When a variable in a quantitative comparison is restricted to a small, finite set of integers, the fastest and safest approach is often to plug in every possible value. If the results are inconsistent, the answer is (D).

Answer 1

Step 1: Understanding the Concept:
This question asks us to compare two exponential expressions where the base and exponent are swapped in a way. The variable \(m\) is constrained to be a positive integer less than 4.
Step 2: Key Formula or Approach:
Since the variable \(m\) can only take on a few specific integer values (1, 2, and 3), the most direct method is to test each value and see if the relationship between the columns remains the same.

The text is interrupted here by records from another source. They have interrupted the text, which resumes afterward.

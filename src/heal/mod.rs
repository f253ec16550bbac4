//! Structural healing: repair ports, bindings, kinds and names on a raw graph.
//!
//! Passes run in a fixed order because each one assumes the invariants the
//! earlier ones establish:
//!
//! 1. `ports`: resolve binding endpoints, synthesizing or dropping as a last resort
//! 2. `schema`: coerce incompatible port types
//! 3. terminal: Store/Sink lose their outputs and outgoing bindings
//! 4. `orphans`: wire components that have ports but no bindings
//! 5. `inject`: minimal config for well-known kinds
//! 6. `kinds`: reclassify mislabelled components
//! 7. `naming`: canonical identifiers, cascaded through bindings
//!
//! The sequence repeats until a round applies nothing, so healing an already
//! healed graph is a no-op.

pub mod inject;
pub mod kinds;
pub mod naming;
pub mod orphans;
pub mod ports;
pub mod schema;
pub mod text;

use std::collections::HashSet;

use serde::{Deserialize, Serialize};
use tracing::{debug, instrument, warn};

use crate::error::StructuralError;
use crate::graph::{GraphTopology, PipelineGraph};

/// Upper bound on pass rounds. Real graphs settle in two.
pub const DEFAULT_MAX_ROUNDS: usize = 4;

#[derive(Debug, Clone, Copy, PartialEq, Eq, Serialize, Deserialize)]
#[serde(rename_all = "snake_case")]
pub enum OperationKind {
    PortMatched,
    PortSynthesized,
    BindingDropped,
    PortTypeCoerced,
    OutputsCleared,
    OrphanConnected,
    ConfigInjected,
    KindReclassified,
    ComponentRenamed,
    PortRenamed,
}

/// Audit entry for one structural change.
#[derive(Debug, Clone, PartialEq, Serialize, Deserialize)]
pub struct HealingOperation {
    pub kind: OperationKind,
    pub component: String,
    pub description: String,
    pub before: Option<String>,
    pub after: Option<String>,
}

impl HealingOperation {
    pub fn new(kind: OperationKind, component: &str, description: impl Into<String>) -> Self {
        HealingOperation {
            kind,
            component: component.to_string(),
            description: description.into(),
            before: None,
            after: None,
        }
    }

    pub fn change(mut self, before: impl Into<String>, after: impl Into<String>) -> Self {
        self.before = Some(before.into());
        self.after = Some(after.into());
        self
    }
}

/// Result of a structural heal. `success` is false iff `unresolved` is
/// non-empty; the graph is returned either way.
#[derive(Debug, Clone, Serialize, Deserialize)]
pub struct HealReport {
    pub success: bool,
    pub graph: PipelineGraph,
    pub operations: Vec<HealingOperation>,
    pub unresolved: Vec<StructuralError>,
}

/// Appends operations and mirrors each one to the trace log.
#[derive(Debug, Default)]
pub struct OperationLog {
    operations: Vec<HealingOperation>,
}

impl OperationLog {
    pub fn record(&mut self, op: HealingOperation) {
        debug!(
            kind = ?op.kind,
            component = %op.component,
            "{}",
            op.description
        );
        self.operations.push(op);
    }

    pub fn len(&self) -> usize {
        self.operations.len()
    }

    pub fn is_empty(&self) -> bool {
        self.operations.is_empty()
    }

    pub fn into_vec(self) -> Vec<HealingOperation> {
        self.operations
    }

    pub fn iter(&self) -> impl Iterator<Item = &HealingOperation> {
        self.operations.iter()
    }
}

#[derive(Debug, Clone)]
pub struct StructuralHealer {
    max_rounds: usize,
}

impl Default for StructuralHealer {
    fn default() -> Self {
        StructuralHealer {
            max_rounds: DEFAULT_MAX_ROUNDS,
        }
    }
}

impl StructuralHealer {
    pub fn new(max_rounds: usize) -> Self {
        StructuralHealer {
            max_rounds: max_rounds.max(1),
        }
    }

    /// Heal a copy of `graph`. Never fails on a single bad element; anything
    /// left unrepaired is listed in `unresolved`.
    #[instrument(level = "debug", skip_all, fields(graph = %graph.name, components = graph.components.len()))]
    pub fn heal(&self, graph: &PipelineGraph) -> HealReport {
        let mut graph = graph.clone();
        let mut log = OperationLog::default();

        naming::disambiguate_duplicates(&mut graph, &mut log);

        let mut settled = false;
        for round in 0..self.max_rounds {
            let before = log.len();
            ports::heal_ports(&mut graph, &mut log);
            schema::coerce_port_types(&mut graph, &mut log);
            kinds::enforce_terminals(&mut graph, &mut log);
            orphans::reconnect_orphans(&mut graph, &mut log);
            inject::inject_config(&mut graph, &mut log);
            kinds::reclassify_kinds(&mut graph, &mut log);
            naming::normalize_names(&mut graph, &mut log);
            if log.len() == before {
                debug!(round, "structural healing settled");
                settled = true;
                break;
            }
        }
        if !settled {
            warn!(
                max_rounds = self.max_rounds,
                "structural healing did not settle"
            );
        }

        let unresolved = remaining_defects(&graph);
        for defect in &unresolved {
            warn!(code = defect.code(), "unresolved structural defect: {}", defect);
        }

        HealReport {
            success: unresolved.is_empty(),
            graph,
            operations: log.into_vec(),
            unresolved,
        }
    }
}

/// Invariants checked after all passes.
pub fn remaining_defects(graph: &PipelineGraph) -> Vec<StructuralError> {
    let mut defects = Vec::new();

    let mut seen = HashSet::new();
    for c in &graph.components {
        if !seen.insert(c.name.as_str()) {
            defects.push(StructuralError::DuplicateComponent(c.name.clone()));
        }
        if c.kind.is_terminal() && !c.outputs.is_empty() {
            defects.push(StructuralError::TerminalOutputs(c.name.clone()));
        }
    }

    for b in &graph.bindings {
        if !graph.binding_resolves(b) {
            defects.push(StructuralError::DanglingBinding {
                from_component: b.from_component.clone(),
                from_port: b.from_port.clone(),
                to_component: b.to_component.clone(),
                to_port: b.to_port.clone(),
            });
        }
    }

    let topology = GraphTopology::build(graph);
    if topology.is_cyclic() {
        let member = topology.cycle_member().unwrap_or_default();
        defects.push(StructuralError::Cycle(member.to_string()));
    }

    defects
}
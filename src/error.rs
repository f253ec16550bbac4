//! Error taxonomy shared by the structural and semantic passes.

use serde::{Deserialize, Serialize};
use thiserror::Error;

use crate::graph::types::ComponentKind;

#[derive(Debug, Clone, Copy, PartialEq, Eq, Serialize, Deserialize)]
pub enum Phase {
    Contract,
    Structural,
    Context,
    Validate,
    Heal,
}

impl std::fmt::Display for Phase {
    fn fmt(&self, f: &mut std::fmt::Formatter<'_>) -> std::fmt::Result {
        match self {
            Phase::Contract => write!(f, "Contract"),
            Phase::Structural => write!(f, "Structural"),
            Phase::Context => write!(f, "Context"),
            Phase::Validate => write!(f, "Validate"),
            Phase::Heal => write!(f, "Heal"),
        }
    }
}

// =============================================================================
// STRUCTURAL
// =============================================================================

/// A graph defect the structural pass could not repair, or an input it could
/// not read at all.
#[derive(Debug, Clone, PartialEq, Error, Serialize, Deserialize)]
pub enum StructuralError {
    #[error("failed to parse graph JSON: {0}")]
    Parse(String),
    #[error("unrecognised graph shape: {0}")]
    Shape(String),
    #[error("duplicate component name '{0}'")]
    DuplicateComponent(String),
    #[error("binding {from_component}.{from_port} -> {to_component}.{to_port} does not resolve")]
    DanglingBinding {
        from_component: String,
        from_port: String,
        to_component: String,
        to_port: String,
    },
    #[error("graph contains a cycle through '{0}'")]
    Cycle(String),
    #[error("terminal component '{0}' still has outputs")]
    TerminalOutputs(String),
}

impl StructuralError {
    /// Input that could not be read is a contract failure; everything else
    /// is a defect left over after healing.
    pub fn phase(&self) -> Phase {
        match self {
            StructuralError::Parse(_)
            | StructuralError::Shape(_)
            | StructuralError::DuplicateComponent(_) => Phase::Contract,
            StructuralError::DanglingBinding { .. }
            | StructuralError::Cycle(_)
            | StructuralError::TerminalOutputs(_) => Phase::Structural,
        }
    }

    pub fn code(&self) -> &'static str {
        match self {
            StructuralError::Parse(_) => "S001",
            StructuralError::Shape(_) => "S002",
            StructuralError::DuplicateComponent(_) => "S003",
            StructuralError::DanglingBinding { .. } => "S004",
            StructuralError::Cycle(_) => "S005",
            StructuralError::TerminalOutputs(_) => "S006",
        }
    }
}

// =============================================================================
// CONTEXT
// =============================================================================

#[derive(Debug, Clone, PartialEq, Eq, Error)]
pub enum ContextBuildError {
    #[error("component '{0}' is not present in the graph")]
    ComponentNotFound(String),
    #[error("component '{component}' is malformed: {reason}")]
    Malformed { component: String, reason: String },
}

// =============================================================================
// CONFIG VALIDATION
// =============================================================================

#[derive(Debug, Clone, Copy, PartialEq, Eq, Hash, PartialOrd, Ord, Serialize, Deserialize)]
#[serde(rename_all = "snake_case")]
pub enum ValidationErrorKind {
    Missing,
    TypeMismatch,
    Invalid,
    Conflict,
}

impl std::fmt::Display for ValidationErrorKind {
    fn fmt(&self, f: &mut std::fmt::Formatter<'_>) -> std::fmt::Result {
        match self {
            ValidationErrorKind::Missing => write!(f, "missing"),
            ValidationErrorKind::TypeMismatch => write!(f, "type_mismatch"),
            ValidationErrorKind::Invalid => write!(f, "invalid"),
            ValidationErrorKind::Conflict => write!(f, "conflict"),
        }
    }
}

/// One field-level finding from the config validator.
#[derive(Debug, Clone, PartialEq, Error, Serialize)]
#[error("[{code}] {component}.{field}: {message}")]
pub struct ValidationError {
    pub code: &'static str,
    pub component: String,
    pub field: String,
    pub kind: ValidationErrorKind,
    pub message: String,
    pub suggestion: Option<String>,
    /// For `requires` conflicts, the absent companion field.
    pub companion: Option<String>,
}

impl ValidationError {
    /// Stable descriptor used for cache keys and AI prompts.
    pub fn descriptor(&self) -> String {
        format!("{}:{}:{}", self.field, self.kind, self.code)
    }

    /// The field a healer must produce a value for to clear this error.
    pub fn target_field(&self) -> &str {
        self.companion.as_deref().unwrap_or(&self.field)
    }
}

// =============================================================================
// SEMANTIC HEALING
// =============================================================================

#[derive(Debug, Clone, PartialEq, Eq, Error)]
pub enum AiBackendError {
    #[error("AI backend request failed: {0}")]
    Request(String),
    #[error("AI backend timed out")]
    Timeout,
    #[error("AI backend response could not be parsed: {0}")]
    UnparseableResponse(String),
}

/// No strategy produced a valid value for every outstanding field.
#[derive(Debug, Clone, PartialEq, Error)]
#[error("healing '{component}' failed after {attempts} attempt(s); unresolved: {}", .unresolved.join(", "))]
pub struct HealingFailure {
    pub component: String,
    pub attempts: u32,
    pub unresolved: Vec<String>,
    pub detail: String,
}

/// Per-field hint shown to the operator when healing gives up.
#[derive(Debug, Clone, PartialEq)]
pub struct FieldSuggestion {
    pub field: String,
    pub field_type: String,
    pub example: Option<String>,
    pub default: Option<String>,
    pub description: Option<String>,
}

// =============================================================================
// TOP LEVEL
// =============================================================================

#[derive(Debug, Clone, Error)]
pub enum ValidationException {
    #[error("cannot build pipeline context: {0}")]
    Context(#[from] ContextBuildError),
    #[error("configuration of '{component}' ({kind}) could not be healed: {failure}")]
    HealingFailed {
        component: String,
        kind: ComponentKind,
        original: Vec<ValidationError>,
        failure: HealingFailure,
        suggestions: Vec<FieldSuggestion>,
        ai_available: bool,
    },
    #[error("healed configuration of '{component}' ({kind}) is still invalid ({} remaining error(s))", .remaining.len())]
    PostHealInvalid {
        component: String,
        kind: ComponentKind,
        original: Vec<ValidationError>,
        remaining: Vec<ValidationError>,
    },
}

impl ValidationException {
    pub fn phase(&self) -> Phase {
        match self {
            ValidationException::Context(_) => Phase::Context,
            ValidationException::HealingFailed { .. } => Phase::Heal,
            ValidationException::PostHealInvalid { .. } => Phase::Validate,
        }
    }

    pub fn component(&self) -> Option<&str> {
        match self {
            ValidationException::Context(ContextBuildError::ComponentNotFound(name)) => Some(name),
            ValidationException::Context(ContextBuildError::Malformed { component, .. }) => {
                Some(component)
            }
            ValidationException::HealingFailed { component, .. }
            | ValidationException::PostHealInvalid { component, .. } => Some(component),
        }
    }

    /// Fields the operator has to fix by hand.
    pub fn unresolved_fields(&self) -> Vec<String> {
        match self {
            ValidationException::Context(_) => vec![],
            ValidationException::HealingFailed { failure, .. } => failure.unresolved.clone(),
            ValidationException::PostHealInvalid { remaining, .. } => {
                let mut fields: Vec<String> = Vec::new();
                for e in remaining {
                    if !fields.iter().any(|f| f == &e.field) {
                        fields.push(e.field.clone());
                    }
                }
                fields
            }
        }
    }

    /// Multi-line operator-facing diagnostic block.
    pub fn render_diagnostic(&self) -> String {
        let mut out = String::new();
        match self {
            ValidationException::Context(e) => {
                out.push_str(&format!("Pipeline context error: {}\n", e));
            }
            ValidationException::HealingFailed {
                component,
                kind,
                original,
                failure,
                suggestions,
                ai_available,
            } => {
                out.push_str(&format!(
                    "Configuration for '{}' ({}) is invalid and could not be healed.\n",
                    component, kind
                ));
                out.push_str("Errors:\n");
                for e in original {
                    out.push_str(&format!("  - {}: {}\n", e.field, e.message));
                }
                out.push_str(&format!(
                    "Healing: {} attempt(s), unresolved: {}\n",
                    failure.attempts,
                    failure.unresolved.join(", ")
                ));
                if !failure.detail.is_empty() {
                    out.push_str(&format!("Detail: {}\n", failure.detail));
                }
                if !suggestions.is_empty() {
                    out.push_str("Suggestions:\n");
                    for s in suggestions {
                        out.push_str(&format!("  - {} ({})", s.field, s.field_type));
                        if let Some(example) = &s.example {
                            out.push_str(&format!(", example: {}", example));
                        }
                        if let Some(default) = &s.default {
                            out.push_str(&format!(", default: {}", default));
                        }
                        if let Some(description) = &s.description {
                            out.push_str(&format!(" - {}", description));
                        }
                        out.push('\n');
                    }
                }
                out.push_str(if *ai_available {
                    "AI-assisted healing: available\n"
                } else {
                    "AI-assisted healing: not configured\n"
                });
            }
            ValidationException::PostHealInvalid {
                component,
                kind,
                original,
                remaining,
            } => {
                out.push_str(&format!(
                    "Internal error: healed configuration for '{}' ({}) failed re-validation.\n",
                    component, kind
                ));
                out.push_str("Original errors:\n");
                for e in original {
                    out.push_str(&format!("  - {}: {}\n", e.field, e.message));
                }
                out.push_str("Remaining errors:\n");
                for e in remaining {
                    out.push_str(&format!("  - {}: {}\n", e.field, e.message));
                }
            }
        }
        out
    }
}

#[cfg(test)]
mod tests {
    use super::*;

    #[test]
    fn test_structural_phases() {
        assert_eq!(StructuralError::Parse("eof".into()).phase(), Phase::Contract);
        assert_eq!(StructuralError::DuplicateComponent("a".into()).phase(), Phase::Contract);
        assert_eq!(StructuralError::Cycle("a".into()).phase(), Phase::Structural);
    }

    #[test]
    fn test_exception_phase_and_unresolved() {
        let failed = ValidationException::HealingFailed {
            component: "db".into(),
            kind: ComponentKind::Store,
            original: vec![],
            failure: HealingFailure {
                component: "db".into(),
                attempts: 1,
                unresolved: vec!["engine".into()],
                detail: String::new(),
            },
            suggestions: vec![],
            ai_available: false,
        };
        assert_eq!(failed.phase(), Phase::Heal);
        assert_eq!(failed.unresolved_fields(), vec!["engine".to_string()]);

        let missing = ValidationException::from(ContextBuildError::ComponentNotFound("x".into()));
        assert_eq!(missing.phase(), Phase::Context);
        assert_eq!(missing.component(), Some("x"));
    }
}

Step 3: Detailed Explanation:
The possible values for \(m\) are 1, 2, and 3.
Case 1: Let \(m=1\).
Column A: \((1+2)^1 = 3^1 = 3\).
Column B: \(1^{1+2} = 1^3 = 1\).
In this case, Column A is greater than Column B (\(3>1\)).
Case 2: Let \(m=2\).
Column A: \((2+2)^2 = 4^2 = 16\).
Column B: \(2^{2+2} = 2^4 = 16\).
In this case, the two columns are equal.
Case 3: Let \(m=3\).
Column A: \((3+2)^3 = 5^3 = 125\).
Column B: \(3^{3+2} = 3^5 = 243\).
In this case, Column B is greater than Column A (\(243>125\)).
Step 4: Final Answer:
We found a case where A>B, a case where A = B, and a case where B>A. Since the relationship changes depending on the value of \(m\), the relationship cannot be determined from the information given.